**Data**
-*-
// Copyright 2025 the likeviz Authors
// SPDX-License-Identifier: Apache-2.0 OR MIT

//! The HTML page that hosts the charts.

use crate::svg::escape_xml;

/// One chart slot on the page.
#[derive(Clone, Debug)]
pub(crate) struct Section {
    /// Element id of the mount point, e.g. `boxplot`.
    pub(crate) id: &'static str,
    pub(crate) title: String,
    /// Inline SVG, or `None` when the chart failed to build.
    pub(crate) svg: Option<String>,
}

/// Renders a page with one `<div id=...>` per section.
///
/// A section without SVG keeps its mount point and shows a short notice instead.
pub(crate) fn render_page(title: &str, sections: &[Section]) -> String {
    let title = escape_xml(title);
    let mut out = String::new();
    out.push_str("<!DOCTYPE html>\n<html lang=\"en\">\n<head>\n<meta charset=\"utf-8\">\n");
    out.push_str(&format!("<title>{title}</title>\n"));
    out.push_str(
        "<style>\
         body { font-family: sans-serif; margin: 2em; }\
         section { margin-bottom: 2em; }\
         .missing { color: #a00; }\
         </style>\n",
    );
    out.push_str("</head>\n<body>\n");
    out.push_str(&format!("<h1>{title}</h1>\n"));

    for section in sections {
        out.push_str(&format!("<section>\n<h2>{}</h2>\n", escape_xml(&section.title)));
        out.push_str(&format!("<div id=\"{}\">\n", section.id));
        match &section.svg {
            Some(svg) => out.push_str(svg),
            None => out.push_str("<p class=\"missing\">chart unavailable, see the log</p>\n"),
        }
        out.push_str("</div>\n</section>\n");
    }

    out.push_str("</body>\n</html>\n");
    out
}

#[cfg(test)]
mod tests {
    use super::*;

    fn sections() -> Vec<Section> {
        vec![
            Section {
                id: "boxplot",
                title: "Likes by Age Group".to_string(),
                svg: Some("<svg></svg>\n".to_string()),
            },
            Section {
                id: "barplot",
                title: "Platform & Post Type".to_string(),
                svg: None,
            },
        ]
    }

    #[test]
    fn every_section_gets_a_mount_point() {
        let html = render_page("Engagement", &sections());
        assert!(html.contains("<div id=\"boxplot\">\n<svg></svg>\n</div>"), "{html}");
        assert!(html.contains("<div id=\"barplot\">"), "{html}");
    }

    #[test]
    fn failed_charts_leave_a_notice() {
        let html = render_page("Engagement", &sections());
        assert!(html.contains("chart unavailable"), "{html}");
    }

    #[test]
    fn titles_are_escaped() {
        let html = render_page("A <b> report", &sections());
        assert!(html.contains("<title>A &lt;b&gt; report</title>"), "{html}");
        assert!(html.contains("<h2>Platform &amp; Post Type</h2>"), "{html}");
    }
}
-*-
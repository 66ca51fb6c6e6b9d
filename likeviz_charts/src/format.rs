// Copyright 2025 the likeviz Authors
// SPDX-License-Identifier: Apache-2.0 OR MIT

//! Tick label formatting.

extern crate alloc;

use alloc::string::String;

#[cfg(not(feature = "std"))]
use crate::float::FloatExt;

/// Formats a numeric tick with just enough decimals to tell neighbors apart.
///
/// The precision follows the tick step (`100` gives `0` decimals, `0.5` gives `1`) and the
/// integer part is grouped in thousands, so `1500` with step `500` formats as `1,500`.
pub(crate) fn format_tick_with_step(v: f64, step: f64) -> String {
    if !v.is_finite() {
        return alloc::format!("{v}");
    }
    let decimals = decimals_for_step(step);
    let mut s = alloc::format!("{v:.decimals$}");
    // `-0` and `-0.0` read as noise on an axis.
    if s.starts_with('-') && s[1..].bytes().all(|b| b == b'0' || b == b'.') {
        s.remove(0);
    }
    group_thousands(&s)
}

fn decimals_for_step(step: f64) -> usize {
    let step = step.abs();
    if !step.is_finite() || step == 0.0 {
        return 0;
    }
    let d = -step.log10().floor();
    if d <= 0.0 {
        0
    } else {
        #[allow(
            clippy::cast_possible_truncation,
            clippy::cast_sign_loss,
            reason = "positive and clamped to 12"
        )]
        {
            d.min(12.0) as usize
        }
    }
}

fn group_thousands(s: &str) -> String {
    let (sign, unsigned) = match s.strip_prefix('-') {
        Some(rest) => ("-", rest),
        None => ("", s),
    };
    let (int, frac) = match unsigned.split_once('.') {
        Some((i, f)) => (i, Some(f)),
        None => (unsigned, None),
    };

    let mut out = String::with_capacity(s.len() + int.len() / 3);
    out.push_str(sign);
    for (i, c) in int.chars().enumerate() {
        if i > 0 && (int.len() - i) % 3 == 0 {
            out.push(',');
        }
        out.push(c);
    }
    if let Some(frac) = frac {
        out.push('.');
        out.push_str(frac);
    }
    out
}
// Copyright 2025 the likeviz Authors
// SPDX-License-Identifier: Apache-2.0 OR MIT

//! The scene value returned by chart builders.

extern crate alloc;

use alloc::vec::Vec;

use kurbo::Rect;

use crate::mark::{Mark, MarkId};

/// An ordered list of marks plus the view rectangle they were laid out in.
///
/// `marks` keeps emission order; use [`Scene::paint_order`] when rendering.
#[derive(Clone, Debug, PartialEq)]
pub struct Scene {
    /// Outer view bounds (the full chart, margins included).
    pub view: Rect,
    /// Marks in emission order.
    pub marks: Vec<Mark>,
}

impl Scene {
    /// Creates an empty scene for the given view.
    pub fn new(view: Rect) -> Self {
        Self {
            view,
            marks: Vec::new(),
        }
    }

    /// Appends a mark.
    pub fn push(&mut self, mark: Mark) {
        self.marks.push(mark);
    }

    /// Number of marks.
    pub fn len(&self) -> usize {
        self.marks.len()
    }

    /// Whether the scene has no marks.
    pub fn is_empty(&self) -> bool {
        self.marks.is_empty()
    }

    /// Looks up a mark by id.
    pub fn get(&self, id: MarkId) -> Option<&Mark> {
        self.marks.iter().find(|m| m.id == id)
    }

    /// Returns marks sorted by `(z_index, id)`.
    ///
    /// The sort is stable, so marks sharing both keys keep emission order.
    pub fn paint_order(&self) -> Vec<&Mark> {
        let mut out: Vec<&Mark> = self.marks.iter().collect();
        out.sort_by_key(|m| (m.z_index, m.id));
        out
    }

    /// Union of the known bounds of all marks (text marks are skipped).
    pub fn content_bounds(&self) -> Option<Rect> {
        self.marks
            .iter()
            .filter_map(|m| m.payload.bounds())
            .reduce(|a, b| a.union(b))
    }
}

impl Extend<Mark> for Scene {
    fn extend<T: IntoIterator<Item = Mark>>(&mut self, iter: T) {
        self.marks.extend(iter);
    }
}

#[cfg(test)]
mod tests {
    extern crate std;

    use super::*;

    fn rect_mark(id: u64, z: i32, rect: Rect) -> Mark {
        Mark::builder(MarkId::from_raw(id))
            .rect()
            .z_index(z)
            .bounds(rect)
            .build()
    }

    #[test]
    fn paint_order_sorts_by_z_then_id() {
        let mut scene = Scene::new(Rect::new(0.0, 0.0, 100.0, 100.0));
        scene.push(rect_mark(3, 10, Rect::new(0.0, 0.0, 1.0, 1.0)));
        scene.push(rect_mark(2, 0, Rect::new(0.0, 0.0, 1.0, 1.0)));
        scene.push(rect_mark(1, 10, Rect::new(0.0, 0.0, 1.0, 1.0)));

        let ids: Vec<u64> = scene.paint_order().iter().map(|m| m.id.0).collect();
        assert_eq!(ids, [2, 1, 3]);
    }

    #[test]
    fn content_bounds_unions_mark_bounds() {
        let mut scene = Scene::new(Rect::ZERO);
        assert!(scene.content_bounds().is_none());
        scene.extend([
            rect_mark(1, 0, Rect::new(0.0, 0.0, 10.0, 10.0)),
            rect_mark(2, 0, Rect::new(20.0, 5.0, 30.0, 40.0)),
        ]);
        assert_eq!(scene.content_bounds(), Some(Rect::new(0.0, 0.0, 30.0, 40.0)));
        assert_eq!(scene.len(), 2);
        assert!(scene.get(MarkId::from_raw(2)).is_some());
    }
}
-*-
**Task instructions**
Every line above with the word "boxplot" is to be copied out.

**Answer to this problem**
    /// Element id of the mount point, e.g. `boxplot`.
                id: "boxplot",
        assert!(html.contains("<div id=\"boxplot\">\n<svg></svg>\n</div>"), "{html}");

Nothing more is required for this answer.